### THE TASK
Read the data, and whenever a line holds the word "SlotCombination", report that line.

### MATERIAL SHOWN
******************************

//! End-to-end scenarios on the public API.

use u_timetable::catalog::Catalog;
use u_timetable::config::GeneratorConfig;
use u_timetable::expansion::{Stage, StagedExpansion};
use u_timetable::generator::Generator;
use u_timetable::index::SlotMappingIndex;
use u_timetable::models::{
    CellPosition, Course, Day, GridLayout, SlotCombination, TimetableGrid, TimetableRecord,
};
use u_timetable::normalize::Normalizer;
use u_timetable::overlay::{OverlayEngine, OverlayOutcome};
use u_timetable::scan::{retain_complete, scan_records};
use u_timetable::validation::{validate_catalog, validate_layout};
use u_timetable::TimetableError;

fn monday_layout() -> GridLayout {
    GridLayout::empty()
        .with_cell(Day::Monday, 1, "TA1/L2")
        .with_cell(Day::Monday, 2, "TB1/L3")
        .with_lunch_column(6)
}

#[test]
fn test_standard_index_round_trip() {
    let layout = GridLayout::standard();
    let index = SlotMappingIndex::build(&layout);

    // Every code in the layout is indexed at its cell.
    for (day, row) in layout.rows() {
        for (column, cell) in row.iter().enumerate() {
            for code in cell.codes() {
                let positions = index.positions(code).unwrap();
                assert!(positions.contains(&CellPosition::new(day, column)), "{code}");
            }
        }
    }

    // Every indexed position traces back to its code.
    for code in index.codes() {
        for pos in index.positions(code).unwrap() {
            let cell = &layout.row(pos.day)[pos.column];
            assert!(
                cell.codes().iter().any(|c| layout.normalize_code(c) == code),
                "{code} at {pos}"
            );
        }
    }

    assert!(!index.contains("LUNCH"));
    assert!(validate_layout(&layout).is_ok());
}

#[test]
fn test_overlay_then_conflict() {
    let index = SlotMappingIndex::build(&monday_layout());
    let engine = OverlayEngine::new(&index);

    let grid = engine
        .try_overlay(&TimetableGrid::empty(), &["TA1", "TB1"], "X")
        .unwrap()
        .into_grid()
        .unwrap();
    assert_eq!(grid.row(Day::Monday)[1], "X");
    assert_eq!(grid.row(Day::Monday)[2], "X");

    let outcome = engine.try_overlay(&grid, &["L2"], "Y").unwrap();
    assert!(matches!(outcome, OverlayOutcome::Conflict { .. }));

    let normalizer = Normalizer::new(&index);
    let stages = vec![
        Stage::from_course(&Course::new("X").with_offering("TA1+TB1"), &normalizer),
        Stage::from_course(&Course::new("Y").with_offering("L2"), &normalizer),
    ];
    let records: Vec<_> = StagedExpansion::new(engine, &stages)
        .expand(TimetableRecord::default())
        .collect();
    assert!(records.is_empty());
}

#[test]
fn test_case_variants_share_one_offering() {
    let index = SlotMappingIndex::build(&GridLayout::standard());
    let offerings = Normalizer::new(&index).dedupe(&[
        SlotCombination::new(1, "A1+TA1"),
        SlotCombination::new(2, "a1+ta1"),
    ]);
    assert_eq!(offerings.len(), 1);
}

#[test]
fn test_two_by_three_cross_product() {
    let index = SlotMappingIndex::build(&GridLayout::standard());
    let catalog = Catalog::new(vec![
        Course::new("MAT1002")
            .with_offering("A1+TA1")
            .with_offering("B1+TB1"),
        Course::new("ECE1003")
            .with_offering("C2+TC2")
            .with_offering("D2+TDD2")
            .with_offering("F2+TFF2"),
    ]);

    let (records, stats) = Generator::new(&catalog, &index)
        .generate(&["MAT1002", "ECE1003"])
        .unwrap();
    assert_eq!(records.len(), 6);
    assert_eq!(stats.conflicts, 0);
    for r in &records {
        assert!(r.has_all_courses(&["MAT1002", "ECE1003"]));
        assert_eq!(r.all_slots.len(), 4);
    }
}

#[test]
fn test_missing_course_aborts_run() {
    let index = SlotMappingIndex::build(&GridLayout::standard());
    let catalog = Catalog::new(vec![Course::new("MAT1002").with_offering("A1+TA1")]);

    let err = Generator::new(&catalog, &index)
        .generate(&["MAT1002", "PHY1008"])
        .unwrap_err();
    assert!(matches!(err, TimetableError::CourseNotFound { .. }));
}

#[test]
fn test_dataset_pipeline() {
    let index = SlotMappingIndex::build(&GridLayout::standard());
    let catalog = Catalog::from_json(
        r#"[
            {"code": "MAT1002", "semester": 2, "degree": "ECE",
             "slotCombos": [{"id": 1, "slotCode": "A1+TA1"}, {"id": 2, "slotCode": "B1+TB1"}]},
            {"code": "ENG1011", "semester": 2, "degree": "ECE",
             "slotCombos": [{"id": 1, "slotCode": "TA1+A1", "faculty": "Mani"},
                            {"id": 2, "slotCode": "C1+TC1"}]},
            {"code": "ENG1011L", "semester": 2, "degree": "ECE",
             "slotCombos": [{"id": 1, "slotCode": "L31+L32"}]}
        ]"#,
    )
    .unwrap();
    assert!(validate_catalog(catalog.courses(), &index, "L").is_ok());

    let generator = Generator::new(&catalog, &index).with_config(GeneratorConfig::new());
    let (theory, _) = generator.generate(&["MAT1002", "ENG1011"]).unwrap();
    // (A1, A1) collides.
    assert_eq!(theory.len(), 3);

    // Persist and reload, with one corrupted document.
    let mut documents: Vec<String> = theory.iter().map(|r| r.to_json().unwrap()).collect();
    documents.push(r#"{"semester": 2, "degree": "ECE", "grid": "oops", "allSlots": []}"#.into());

    let (mut full, stats) = generator
        .augment_json(documents.iter().map(String::as_str), &["ENG1011L"])
        .unwrap();
    assert_eq!(full.len(), 3);
    assert_eq!(stats.malformed_bases, 1);

    let report = scan_records(&full, &["MAT1002", "ENG1011"], "ENG1011L");
    assert_eq!(report.eligible, 3);
    assert_eq!(report.with_target, 3);

    assert_eq!(retain_complete(&mut full, &["MAT1002", "ENG1011"], Some("L")), 0);
}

******************************

### RESULT FOR THIS EXERCISE
    CellPosition, Course, Day, GridLayout, SlotCombination, TimetableGrid, TimetableRecord,
        SlotCombination::new(1, "A1+TA1"),
        SlotCombination::new(2, "a1+ta1"),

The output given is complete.